Return all lines in the data where the string "HostLimiter" can be found.

INPUT Block Start

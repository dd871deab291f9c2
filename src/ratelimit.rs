//! Politeness and quota limiters built on the governor crate.
//!
//! [`HostLimiter`] keeps a minimum interval between request starts to the same
//! host. [`ModelLimiter`] caps language-model calls per minute across the run.

use governor::{DefaultDirectRateLimiter, DefaultKeyedRateLimiter, Quota, RateLimiter};
use std::num::NonZeroU32;
use std::sync::Arc;
use std::time::Duration;
use tracing::trace;

/// Per-host spacing. A zero interval disables limiting.
#[derive(Clone)]
pub struct HostLimiter {
    limiter: Option<Arc<DefaultKeyedRateLimiter<String>>>,
}

impl HostLimiter {
    pub fn new(interval: Duration) -> Self {
        let limiter = Quota::with_period(interval).map(|quota| Arc::new(RateLimiter::keyed(quota)));
        Self { limiter }
    }

    pub fn unlimited() -> Self {
        Self { limiter: None }
    }

    /// Wait until a request to `host` may start.
    pub async fn acquire(&self, host: &str) {
        if let Some(limiter) = &self.limiter {
            let key = host.trim_start_matches("www.").to_ascii_lowercase();
            limiter.until_key_ready(&key).await;
            trace!(host = %key, "host permit acquired");
        }
    }
}

impl std::fmt::Debug for HostLimiter {
    fn fmt(&self, f: &mut std::fmt::Formatter<'_>) -> std::fmt::Result {
        f.debug_struct("HostLimiter")
            .field("enabled", &self.limiter.is_some())
            .finish()
    }
}

/// Requests-per-minute quota for the language model, shared by all workers.
#[derive(Clone)]
pub struct ModelLimiter {
    limiter: Arc<DefaultDirectRateLimiter>,
}

impl ModelLimiter {
    pub fn per_minute(requests: u32) -> Self {
        let quota = Quota::per_minute(NonZeroU32::new(requests).unwrap_or(NonZeroU32::MIN));
        Self {
            limiter: Arc::new(RateLimiter::direct(quota)),
        }
    }

    pub async fn acquire(&self) {
        self.limiter.until_ready().await;
    }
}

impl std::fmt::Debug for ModelLimiter {
    fn fmt(&self, f: &mut std::fmt::Formatter<'_>) -> std::fmt::Result {
        f.debug_struct("ModelLimiter").finish_non_exhaustive()
    }
}

#[cfg(test)]
mod tests {
    use super::*;
    use std::time::Instant;

    #[tokio::test]
    async fn test_same_host_requests_are_spaced() {
        let limiter = HostLimiter::new(Duration::from_millis(60));
        let t0 = Instant::now();
        limiter.acquire("example.com").await;
        limiter.acquire("www.example.com").await;
        limiter.acquire("example.com").await;
        assert!(t0.elapsed() >= Duration::from_millis(115));
    }

    #[tokio::test]
    async fn test_distinct_hosts_do_not_wait_on_each_other() {
        let limiter = HostLimiter::new(Duration::from_secs(5));
        let t0 = Instant::now();
        limiter.acquire("a.example").await;
        limiter.acquire("b.example").await;
        assert!(t0.elapsed() < Duration::from_secs(1));
    }

    #[tokio::test]
    async fn test_zero_interval_disables_limiting() {
        let limiter = HostLimiter::new(Duration::ZERO);
        let t0 = Instant::now();
        for _ in 0..100 {
            limiter.acquire("example.com").await;
        }
        assert!(t0.elapsed() < Duration::from_millis(500));
    }

    #[tokio::test]
    async fn test_model_limiter_allows_burst_up_to_quota() {
        let limiter = ModelLimiter::per_minute(600);
        let t0 = Instant::now();
        limiter.acquire().await;
        limiter.acquire().await;
        assert!(t0.elapsed() < Duration::from_millis(500));
    }
}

INPUT Block End

* _RESPONSE_:
//! [`HostLimiter`] keeps a minimum interval between request starts to the same
pub struct HostLimiter {
impl HostLimiter {
impl std::fmt::Debug for HostLimiter {
        f.debug_struct("HostLimiter")
        let limiter = HostLimiter::new(Duration::from_millis(60));
        let limiter = HostLimiter::new(Duration::from_secs(5));
        let limiter = HostLimiter::new(Duration::ZERO);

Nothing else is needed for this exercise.